The Senate bill introduced earlier this month that would make sweeping changes to the way that information security is practiced both in the federal government and the private sector has a number of good elements, but the flaws in the proposed legislation outweight the benefits, writes Steve Bellovin.
A security expert and computer science professor at Columbia University, Bellovin analyzes the Cybersecurity Act of 2009 piece by piece and finds plenty to like, but also finds a number of serious problems.
Let’s start with the good stuff. Section 2 summarizes the threat. If anything, it understates it. Section 3 calls for the establishment of an advisory committee to the president on cybersecurity issues. Perhaps that’s Just Another Committee; on the other hand, it reports to the president and “shall advise the President on matters relating to the national cybersecurity program and strategy”. That’s good — but whether or not the president (any president!) actually listens to and understands their recommendations is another matter entirely…

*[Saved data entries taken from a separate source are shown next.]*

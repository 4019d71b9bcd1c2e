use crate::utils::error::LoanError;
use serde::{Deserialize, Serialize};
use std::fmt;
use std::sync::atomic::{AtomicBool, Ordering};

/// Identity of an item: the issuing catalog plus the insertion index there.
///
/// Ids from different catalogs never compare equal.
#[derive(Debug, Clone, Copy, PartialEq, Eq, Hash, PartialOrd, Ord, Serialize, Deserialize)]
pub struct ItemId {
    catalog: u64,
    index: usize,
}

impl ItemId {
    pub(crate) fn new(catalog: u64, index: usize) -> Self {
        Self { catalog, index }
    }

    pub fn catalog(self) -> u64 {
        self.catalog
    }

    pub fn index(self) -> usize {
        self.index
    }
}

impl fmt::Display for ItemId {
    fn fmt(&self, f: &mut fmt::Formatter<'_>) -> fmt::Result {
        write!(f, "#{}.{}", self.catalog, self.index)
    }
}

/// Descriptive fields of an item. Immutable once the item is cataloged.
#[derive(Debug, Clone, PartialEq, Eq, Serialize, Deserialize)]
pub struct ItemDetails {
    pub title: String,
    pub creator: String,
    pub year: i32,
}

impl ItemDetails {
    pub fn new(title: impl Into<String>, creator: impl Into<String>, year: i32) -> Self {
        Self {
            title: title.into(),
            creator: creator.into(),
            year,
        }
    }
}

/// A lendable unit. Only a [`Catalog`](crate::core::catalog::Catalog) creates items.
#[derive(Debug)]
pub struct Item {
    id: ItemId,
    details: ItemDetails,
    available: AtomicBool,
}

impl Item {
    pub(crate) fn new(id: ItemId, details: ItemDetails) -> Self {
        Self {
            id,
            details,
            available: AtomicBool::new(true),
        }
    }

    pub fn id(&self) -> ItemId {
        self.id
    }

    pub fn details(&self) -> &ItemDetails {
        &self.details
    }

    pub fn title(&self) -> &str {
        &self.details.title
    }

    pub fn creator(&self) -> &str {
        &self.details.creator
    }

    pub fn year(&self) -> i32 {
        self.details.year
    }

    pub fn is_available(&self) -> bool {
        self.available.load(Ordering::Acquire)
    }

    /// Marks the item as on loan if it is currently available.
    ///
    /// The test and the flip happen as a single atomic operation, so of any
    /// number of concurrent callers at most one succeeds.
    pub fn checkout(&self) -> Result<(), LoanError> {
        self.available
            .compare_exchange(true, false, Ordering::AcqRel, Ordering::Acquire)
            .map(|_| ())
            .map_err(|_| LoanError::CheckoutUnavailable {
                title: self.details.title.clone(),
            })
    }

    /// Marks the item as available. Calling this on an available item is a no-op.
    pub fn return_item(&self) {
        self.available.store(true, Ordering::Release);
    }
}

impl fmt::Display for Item {
    fn fmt(&self, f: &mut fmt::Formatter<'_>) -> fmt::Result {
        let status = if self.is_available() { "Available" } else { "On loan" };
        write!(
            f,
            "'{}' by {} ({}) - {}",
            self.details.title, self.details.creator, self.details.year, status
        )
    }
}

#[derive(Debug, Clone, PartialEq, Eq)]
pub struct Borrower {
    name: String,
    held: Vec<ItemId>,
}

impl Borrower {
    pub fn new(name: impl Into<String>) -> Self {
        Self {
            name: name.into(),
            held: Vec::new(),
        }
    }

    pub fn name(&self) -> &str {
        &self.name
    }

    /// Items currently on loan to this borrower, in checkout order.
    pub fn held_items(&self) -> &[ItemId] {
        &self.held
    }

    pub fn holds(&self, id: ItemId) -> bool {
        self.held.contains(&id)
    }

    pub fn checkout_item(&mut self, item: &Item) -> Result<(), LoanError> {
        item.checkout()?;
        self.held.push(item.id());
        Ok(())
    }

    /// Returns an item this borrower holds.
    ///
    /// Fails without touching the item or the held list when the item is
    /// not on loan to this borrower.
    pub fn return_item(&mut self, item: &Item) -> Result<(), LoanError> {
        let Some(pos) = self.held.iter().position(|id| *id == item.id()) else {
            return Err(LoanError::ReturnNotHeld {
                borrower: self.name.clone(),
                title: item.title().to_string(),
            });
        };

        item.return_item();
        self.held.remove(pos);
        Ok(())
    }
}

impl fmt::Display for Borrower {
    fn fmt(&self, f: &mut fmt::Formatter<'_>) -> fmt::Result {
        write!(f, "Borrower: {}, items on loan: {}", self.name, self.held.len())
    }
}
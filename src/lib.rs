pub mod config;
pub mod core;
pub mod domain;
pub mod utils;

#[cfg(feature = "cli")]
pub use config::CliConfig;

pub use config::builtin::BuiltinScenario;
pub use config::cli::{ConsoleSink, JsonFileSink};
pub use config::toml_config::TomlConfig;
pub use core::{catalog::Catalog, engine::LendingEngine};
pub use domain::model::{Borrower, Item, ItemDetails, ItemId};
pub use utils::error::{LendingError, LoanError, Result};
use crate::utils::error::{LendingError, Result};
use std::collections::HashSet;

pub trait Validate {
    fn validate(&self) -> Result<()>;
}

pub fn validate_path(field_name: &str, path: &str) -> Result<()> {
    if path.is_empty() {
        return Err(LendingError::InvalidConfigValueError {
            field: field_name.to_string(),
            value: path.to_string(),
            reason: "Path cannot be empty".to_string(),
        });
    }

    if path.contains('\0') {
        return Err(LendingError::InvalidConfigValueError {
            field: field_name.to_string(),
            value: path.to_string(),
            reason: "Path contains null bytes".to_string(),
        });
    }

    Ok(())
}

pub fn validate_non_empty_string(field_name: &str, value: &str) -> Result<()> {
    if value.trim().is_empty() {
        return Err(LendingError::InvalidConfigValueError {
            field: field_name.to_string(),
            value: value.to_string(),
            reason: "Value cannot be empty or whitespace-only".to_string(),
        });
    }
    Ok(())
}

pub fn validate_non_empty_list<T>(field_name: &str, values: &[T]) -> Result<()> {
    if values.is_empty() {
        return Err(LendingError::MissingConfigError {
            field: field_name.to_string(),
        });
    }
    Ok(())
}

/// Rejects blank names and names that appear more than once.
pub fn validate_unique_names(field_name: &str, names: &[String]) -> Result<()> {
    let mut seen = HashSet::new();
    for name in names {
        validate_non_empty_string(field_name, name)?;
        if !seen.insert(name.as_str()) {
            return Err(LendingError::DuplicateBorrower { name: name.clone() });
        }
    }
    Ok(())
}
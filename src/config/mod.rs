pub mod builtin;
pub mod cli;
pub mod toml_config;

#[cfg(feature = "cli")]
use crate::utils::error::Result;
#[cfg(feature = "cli")]
use crate::utils::validation::{self, Validate};
#[cfg(feature = "cli")]
use clap::Parser;

#[cfg(feature = "cli")]
#[derive(Debug, Clone, Parser)]
#[command(name = "lending-registry")]
#[command(about = "Run a lending scenario against an in-memory catalog")]
pub struct CliConfig {
    /// TOML scenario file; the built-in five-book scenario runs when omitted
    #[arg(short, long)]
    pub scenario: Option<String>,

    /// Write the report as JSON to this path
    #[arg(long)]
    pub report: Option<String>,

    /// Do not print the console walkthrough
    #[arg(short, long)]
    pub quiet: bool,

    /// Emit logs as JSON lines
    #[arg(long)]
    pub json_logs: bool,

    #[arg(short, long, help = "Enable verbose output")]
    pub verbose: bool,
}

#[cfg(feature = "cli")]
impl Validate for CliConfig {
    fn validate(&self) -> Result<()> {
        if let Some(path) = &self.scenario {
            validation::validate_path("scenario", path)?;
        }
        if let Some(path) = &self.report {
            validation::validate_path("report", path)?;
        }
        Ok(())
    }
}

#[cfg(all(test, feature = "cli"))]
mod tests {
    use super::*;

    #[test]
    fn test_parse_cli_flags() {
        let config = CliConfig::parse_from([
            "lending-registry",
            "--scenario",
            "branch.toml",
            "--report",
            "out/report.json",
            "-q",
        ]);
        assert_eq!(config.scenario.as_deref(), Some("branch.toml"));
        assert!(config.quiet);
        assert!(!config.verbose);
        assert!(config.validate().is_ok());
    }

    #[test]
    fn test_empty_report_path_rejected() {
        let config = CliConfig::parse_from(["lending-registry", "--report", ""]);
        assert!(config.validate().is_err());
    }
}
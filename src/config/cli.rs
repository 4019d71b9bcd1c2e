use crate::domain::ports::ReportSink;
use crate::domain::scenario::{PhaseKind, SimulationReport};
use crate::utils::error::Result;
use std::fmt::Write as _;
use std::fs;
use std::path::{Path, PathBuf};

const RULE: &str = "==================================================";

/// Prints an annotated walkthrough of the run to stdout.
#[derive(Debug, Clone, Default)]
pub struct ConsoleSink;

impl ConsoleSink {
    pub fn new() -> Self {
        Self
    }

    pub fn render(&self, report: &SimulationReport) -> String {
        let mut out = String::new();
        // Writing into a String cannot fail.
        let _ = Self::render_into(&mut out, report);
        out
    }

    fn render_into(out: &mut String, report: &SimulationReport) -> std::fmt::Result {
        writeln!(out, "{}", RULE)?;
        writeln!(out, "{}", report.catalog_name.to_uppercase())?;
        if let Some(description) = &report.description {
            writeln!(out, "{}", description)?;
        }
        writeln!(out, "{}", RULE)?;

        writeln!(out, "\nInitial state:")?;
        writeln!(out, "{}", report.catalog_line)?;

        writeln!(out, "\nAvailable before lending:")?;
        for title in &report.available_before {
            writeln!(out, "  - {}", title)?;
        }
        writeln!(out, "\nTotal available: {}", report.available_before.len())?;

        let mut outcomes = report.outcomes.iter();
        for phase in &report.phases {
            let (heading, label) = match phase.kind {
                PhaseKind::Checkout => ("RECORDING LOANS:", "loans"),
                PhaseKind::Return => ("RECORDING RETURNS:", "returns"),
            };
            writeln!(out, "\n{}", RULE)?;
            writeln!(out, "{}", heading)?;
            for outcome in outcomes.by_ref().take(phase.steps) {
                match &outcome.error {
                    None => writeln!(out, "  ✓ {}", outcome.step)?,
                    Some(e) => writeln!(out, "  ✗ {} ({})", outcome.step, e)?,
                }
            }
            writeln!(out, "\nState after {}:", label)?;
            for line in &phase.borrowers {
                writeln!(out, "  {}", line)?;
            }
        }

        writeln!(out, "\n{}", RULE)?;
        writeln!(out, "AVAILABLE AFTER LENDING:")?;
        for title in &report.available_after {
            writeln!(out, "  - {}", title)?;
        }
        writeln!(out, "\nTotal available: {}", report.available_after.len())?;

        writeln!(out, "\n{}", RULE)?;
        writeln!(out, "SUMMARY:")?;
        writeln!(out, "Items in catalog: {}", report.summary.total)?;
        writeln!(out, "Items available: {}", report.summary.available)?;
        writeln!(out, "Items on loan: {}", report.summary.on_loan)?;
        for holding in &report.holdings {
            writeln!(out, "Held by {}: {:?}", holding.name, holding.titles)?;
        }

        writeln!(out, "\nAll items:")?;
        for item in &report.items {
            writeln!(out, "  - {}", item)?;
        }
        Ok(())
    }
}

impl ReportSink for ConsoleSink {
    fn emit(&self, report: &SimulationReport) -> Result<()> {
        print!("{}", self.render(report));
        Ok(())
    }
}

/// Writes the report as pretty-printed JSON, creating parent directories.
#[derive(Debug, Clone)]
pub struct JsonFileSink {
    path: PathBuf,
}

impl JsonFileSink {
    pub fn new(path: impl AsRef<Path>) -> Self {
        Self {
            path: path.as_ref().to_path_buf(),
        }
    }

    pub fn path(&self) -> &Path {
        &self.path
    }
}

impl ReportSink for JsonFileSink {
    fn emit(&self, report: &SimulationReport) -> Result<()> {
        if let Some(parent) = self.path.parent() {
            fs::create_dir_all(parent)?;
        }

        let data = serde_json::to_vec_pretty(report)?;
        fs::write(&self.path, data)?;
        tracing::info!("Report written to {}", self.path.display());
        Ok(())
    }
}
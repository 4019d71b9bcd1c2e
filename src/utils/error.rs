use serde::{Deserialize, Serialize};
use thiserror::Error;

/// Expected outcome of a loan action that did not go through.
///
/// These are returned as values and never abort a run; the caller decides
/// whether to try another item or borrower.
#[derive(Error, Debug, Clone, PartialEq, Eq, Serialize, Deserialize)]
#[serde(tag = "kind", rename_all = "snake_case")]
pub enum LoanError {
    #[error("'{title}' is already on loan")]
    CheckoutUnavailable { title: String },

    #[error("{borrower} does not hold '{title}'")]
    ReturnNotHeld { borrower: String, title: String },
}

#[derive(Error, Debug)]
pub enum LendingError {
    #[error("IO error: {0}")]
    IoError(#[from] std::io::Error),

    #[error("Serialization error: {0}")]
    SerializationError(#[from] serde_json::Error),

    #[error("Configuration error: {message}")]
    ConfigError { message: String },

    #[error("Configuration validation failed for '{field}': {message}")]
    ConfigValidationError { field: String, message: String },

    #[error("Invalid value '{value}' for '{field}': {reason}")]
    InvalidConfigValueError {
        field: String,
        value: String,
        reason: String,
    },

    #[error("Missing required configuration field: {field}")]
    MissingConfigError { field: String },

    #[error("Unknown borrower: {name}")]
    UnknownBorrower { name: String },

    #[error("No item titled '{title}' in the catalog")]
    ItemNotFound { title: String },

    #[error("Borrower '{name}' is registered more than once")]
    DuplicateBorrower { name: String },
}

#[derive(Debug, Clone, Copy, PartialEq, Eq)]
pub enum ErrorCategory {
    Io,
    Configuration,
    Scenario,
}

#[derive(Debug, Clone, Copy, PartialEq, Eq, PartialOrd, Ord)]
pub enum ErrorSeverity {
    /// The input named something that does not exist; fix it and rerun.
    Medium,
    High,
    Critical,
}

impl ErrorSeverity {
    /// Process exit code for a run that stopped on an error of this severity.
    pub fn exit_code(self) -> i32 {
        match self {
            ErrorSeverity::High => 1,
            ErrorSeverity::Medium => 2,
            ErrorSeverity::Critical => 3,
        }
    }
}

impl LendingError {
    pub fn category(&self) -> ErrorCategory {
        match self {
            LendingError::IoError(_) | LendingError::SerializationError(_) => ErrorCategory::Io,
            LendingError::ConfigError { .. }
            | LendingError::ConfigValidationError { .. }
            | LendingError::InvalidConfigValueError { .. }
            | LendingError::MissingConfigError { .. } => ErrorCategory::Configuration,
            LendingError::UnknownBorrower { .. }
            | LendingError::ItemNotFound { .. }
            | LendingError::DuplicateBorrower { .. } => ErrorCategory::Scenario,
        }
    }

    pub fn severity(&self) -> ErrorSeverity {
        match self.category() {
            ErrorCategory::Io => ErrorSeverity::Critical,
            ErrorCategory::Configuration => ErrorSeverity::High,
            ErrorCategory::Scenario => ErrorSeverity::Medium,
        }
    }

    pub fn recovery_suggestion(&self) -> &'static str {
        match self {
            LendingError::IoError(_) => "Check that the file exists and the path is writable",
            LendingError::SerializationError(_) => "Re-run with --verbose and inspect the report data",
            LendingError::ConfigError { .. } | LendingError::ConfigValidationError { .. } => {
                "Check the scenario file is valid TOML with [library], [[items]] and [[steps]]"
            }
            LendingError::InvalidConfigValueError { .. } => "Fix the offending value in the scenario file",
            LendingError::MissingConfigError { .. } => "Add the missing field to the scenario file",
            LendingError::UnknownBorrower { .. } | LendingError::DuplicateBorrower { .. } => {
                "List every borrower exactly once in `borrowers`"
            }
            LendingError::ItemNotFound { .. } => "Make sure each step names a title listed under [[items]]",
        }
    }

    pub fn user_friendly_message(&self) -> String {
        match self.category() {
            ErrorCategory::Io => format!("Could not read or write a file: {}", self),
            ErrorCategory::Configuration => format!("The scenario configuration is invalid: {}", self),
            ErrorCategory::Scenario => format!("The scenario could not be run: {}", self),
        }
    }
}

pub type Result<T> = std::result::Result<T, LendingError>;
use crate::domain::model::ItemDetails;
use crate::domain::ports::ScenarioProvider;
use crate::domain::scenario::Step;
use crate::utils::error::{LendingError, Result};
use crate::utils::validation::{self, Validate};
use regex::Regex;
use serde::{Deserialize, Serialize};
use std::path::Path;

#[derive(Debug, Clone, Serialize, Deserialize)]
pub struct TomlConfig {
    pub library: LibraryConfig,
    pub borrowers: Vec<String>,
    #[serde(default)]
    pub items: Vec<ItemDetails>,
    #[serde(default)]
    pub steps: Vec<Step>,
}

#[derive(Debug, Clone, Serialize, Deserialize)]
pub struct LibraryConfig {
    pub name: String,
    pub description: Option<String>,
}

impl TomlConfig {
    /// Loads a scenario from a TOML file.
    pub fn from_file<P: AsRef<Path>>(path: P) -> Result<Self> {
        let content = std::fs::read_to_string(&path).map_err(LendingError::IoError)?;
        Self::from_toml_str(&content)
    }

    pub fn from_toml_str(content: &str) -> Result<Self> {
        let processed_content = Self::substitute_env_vars(content)?;

        toml::from_str(&processed_content).map_err(|e| LendingError::ConfigValidationError {
            field: "toml_parsing".to_string(),
            message: format!("TOML parsing error: {}", e),
        })
    }

    /// Replaces `${VAR}` with the environment value. Unset variables are left as-is.
    fn substitute_env_vars(content: &str) -> Result<String> {
        let re = Regex::new(r"\$\{([^}]+)\}").map_err(|e| LendingError::ConfigError {
            message: format!("invalid substitution pattern: {}", e),
        })?;

        let result = re.replace_all(content, |caps: &regex::Captures| {
            let var_name = &caps[1];
            std::env::var(var_name).unwrap_or_else(|_| format!("${{{}}}", var_name))
        });

        Ok(result.to_string())
    }

    pub fn validate_config(&self) -> Result<()> {
        validation::validate_non_empty_string("library.name", &self.library.name)?;

        validation::validate_non_empty_list("items", &self.items)?;
        for item in &self.items {
            validation::validate_non_empty_string("items.title", &item.title)?;
            validation::validate_non_empty_string("items.creator", &item.creator)?;
        }

        validation::validate_unique_names("borrowers", &self.borrowers)?;

        for step in &self.steps {
            if !self.borrowers.iter().any(|b| b == step.borrower()) {
                return Err(LendingError::UnknownBorrower {
                    name: step.borrower().to_string(),
                });
            }
            validation::validate_non_empty_string("steps.title", step.title())?;
        }

        Ok(())
    }
}

impl ScenarioProvider for TomlConfig {
    fn catalog_name(&self) -> &str {
        &self.library.name
    }

    fn description(&self) -> Option<&str> {
        self.library.description.as_deref()
    }

    fn items(&self) -> &[ItemDetails] {
        &self.items
    }

    fn borrowers(&self) -> &[String] {
        &self.borrowers
    }

    fn steps(&self) -> &[Step] {
        &self.steps
    }
}

impl Validate for TomlConfig {
    fn validate(&self) -> Result<()> {
        self.validate_config()
    }
}
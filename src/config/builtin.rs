use crate::domain::model::ItemDetails;
use crate::domain::ports::ScenarioProvider;
use crate::domain::scenario::Step;

/// The default run: five books, two borrowers, two loans, one refused
/// loan of a book already out, and one return.
#[derive(Debug, Clone)]
pub struct BuiltinScenario {
    items: Vec<ItemDetails>,
    borrowers: Vec<String>,
    steps: Vec<Step>,
}

impl BuiltinScenario {
    pub fn new() -> Self {
        let items = vec![
            ItemDetails::new("The Lord of the Rings", "J.R.R. Tolkien", 1954),
            ItemDetails::new("One Hundred Years of Solitude", "Gabriel García Márquez", 1967),
            ItemDetails::new("Don Quixote", "Miguel de Cervantes", 1605),
            ItemDetails::new("1984", "George Orwell", 1949),
            ItemDetails::new("Pride and Prejudice", "Jane Austen", 1813),
        ];
        let steps = vec![
            Step::checkout("Juan", "The Lord of the Rings"),
            Step::checkout("Pedro", "One Hundred Years of Solitude"),
            Step::checkout("Juan", "One Hundred Years of Solitude"),
            Step::return_item("Juan", "The Lord of the Rings"),
        ];

        Self {
            items,
            borrowers: vec!["Juan".to_string(), "Pedro".to_string()],
            steps,
        }
    }
}

impl Default for BuiltinScenario {
    fn default() -> Self {
        Self::new()
    }
}

impl ScenarioProvider for BuiltinScenario {
    fn catalog_name(&self) -> &str {
        "Community Library"
    }

    fn description(&self) -> Option<&str> {
        Some("Two loans, a refused loan of a book already out, then one return")
    }

    fn items(&self) -> &[ItemDetails] {
        &self.items
    }

    fn borrowers(&self) -> &[String] {
        &self.borrowers
    }

    fn steps(&self) -> &[Step] {
        &self.steps
    }
}
//! DocumentStore trait abstraction for one replica of a keyed JSON collection.
//!
//! Implementations:
//! - `InMemoryStore` - revision-tree store, used for tests and as the base of
//!   on-disk replicas
//! - `FileStore` (in netsync-cli) - persists an `InMemoryStore` as JSON

mod memory;

pub use memory::{InMemoryServer, InMemoryStore, StoreDump, WriteKind, WriteRecord};

use crate::document::Document;
use crate::revision::Revision;
use async_trait::async_trait;
use thiserror::Error;
use tokio::sync::watch;

#[derive(Debug, Clone, Error, PartialEq)]
pub enum StoreError {
    #[error("Document not found: {0}")]
    NotFound(String),

    #[error("Document update conflict: {0}")]
    Conflict(String),

    #[error("Store unavailable: {0}")]
    Unavailable(String),

    #[error("IO error: {0}")]
    Io(String),

    #[error("Serialization error: {0}")]
    Serialization(String),

    #[error("Invalid document: {0}")]
    InvalidDocument(String),
}

impl StoreError {
    /// Errors worth retrying: the store may answer differently later.
    pub fn is_transient(&self) -> bool {
        matches!(self, StoreError::Unavailable(_) | StoreError::Io(_))
    }
}

pub type Result<T> = std::result::Result<T, StoreError>;

/// One entry of a change listing.
#[derive(Debug, Clone)]
pub struct Change {
    /// Update sequence at which the document last changed
    pub seq: u64,
    /// Document id
    pub id: String,
    /// Every leaf revision, each carrying its ancestry
    pub leaves: Vec<Document>,
}

/// One replica of a keyed JSON document collection.
#[async_trait]
pub trait DocumentStore: Send + Sync {
    /// Winning revision, with `conflicts` filled in.
    async fn get(&self, id: &str) -> Result<Document>;

    /// Write a new edit on top of `doc.rev` and return the new revision.
    async fn put(&self, doc: &Document) -> Result<Revision>;

    /// Tombstone the leaf named by `rev`.
    async fn delete(&self, id: &str, rev: &Revision) -> Result<Revision>;

    /// Insert a revision produced elsewhere, keeping its revision and ancestry.
    ///
    /// Returns the new winner when the winning revision changed.
    async fn put_replicated(&self, doc: &Document) -> Result<Option<Document>>;

    /// Every document changed after `since`, in sequence order.
    async fn changes(&self, since: u64) -> Result<Vec<Change>>;

    /// Live winners of every document.
    async fn all_documents(&self) -> Result<Vec<Document>>;

    /// Current update sequence, notified on every change.
    fn watch_seq(&self) -> watch::Receiver<u64>;
}
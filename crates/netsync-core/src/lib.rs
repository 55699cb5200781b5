//! netsync-core: optimistic document synchronization for graph networks.
//!
//! This crate provides:
//! - A revision-tree document store trait and an in-memory implementation
//! - The Document Store Adapter: local/remote replica pairs with continuous
//!   replication and a change feed
//! - JsonSyncher, ElementSyncher and NetworkSyncher, which keep a `Graph`
//!   and its documents in sync in both directions
//! - Network snapshots

pub mod adapter;
pub mod coalesce;
pub mod config;
pub mod document;
pub mod element_syncher;
pub mod error;
pub mod events;
pub mod graph;
pub mod json_syncher;
pub mod network_syncher;
pub mod retry;
pub mod revision;
pub mod secret;
pub mod snapshot;
pub mod store;

pub use adapter::{
    MemoryProvider, RemoteChange, ReplicationReport, ReplicationState, StoreContext, StoreHandle,
    StoreProvider,
};
pub use config::{ConfigError, ConflictPolicy, ReplicationConfig, RetryConfig, SyncConfig};
pub use document::{Document, Fields};
pub use element_syncher::{ElementState, ElementSyncher};
pub use error::{SyncError, SyncFailure};
pub use events::{EventBus, Subscription};
pub use graph::{Element, Graph, GraphError, GraphEvent, Origin, Position};
pub use json_syncher::{JsonSyncher, LocalEvent, RemoteEvent};
pub use network_syncher::{NetworkState, NetworkSyncher};
pub use revision::Revision;
pub use secret::Secret;
pub use snapshot::{SnapshotSummary, Snapshots};
pub use store::{DocumentStore, InMemoryServer, InMemoryStore, StoreDump, StoreError};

Suppose that we only wanted to protect the water, power, and communications systems, and hence their networks, while other networks were under attack. How would spare parts be ordered, if the vendors’ factory networks weren’t functioning? Where would fuel come from, if trucking and shipping company networks were not protected? Could these companies even communicate with their employees, given how many rely on commercial ISPs for telecommuting? For that matter, these companies themselves rely on commercial ISPs to link their various locations. The ability of the Presiden to “declare a cybersecurity emergency and order the limitation or shutdown of Internet traffic to and from any compromised Federal Government or United States critical infrastructure information system or network” would be of dubious utility.
Bellovin knows whereof he speaks, and as someone who has served on committees that have produced recommendations on improving information security, he has a valuable perspective. “The short answer is that just as there is no royal road to geometry, there is no presidential or Congressional road to cybersecurity. You have to do it step by step, system by system,” he writes.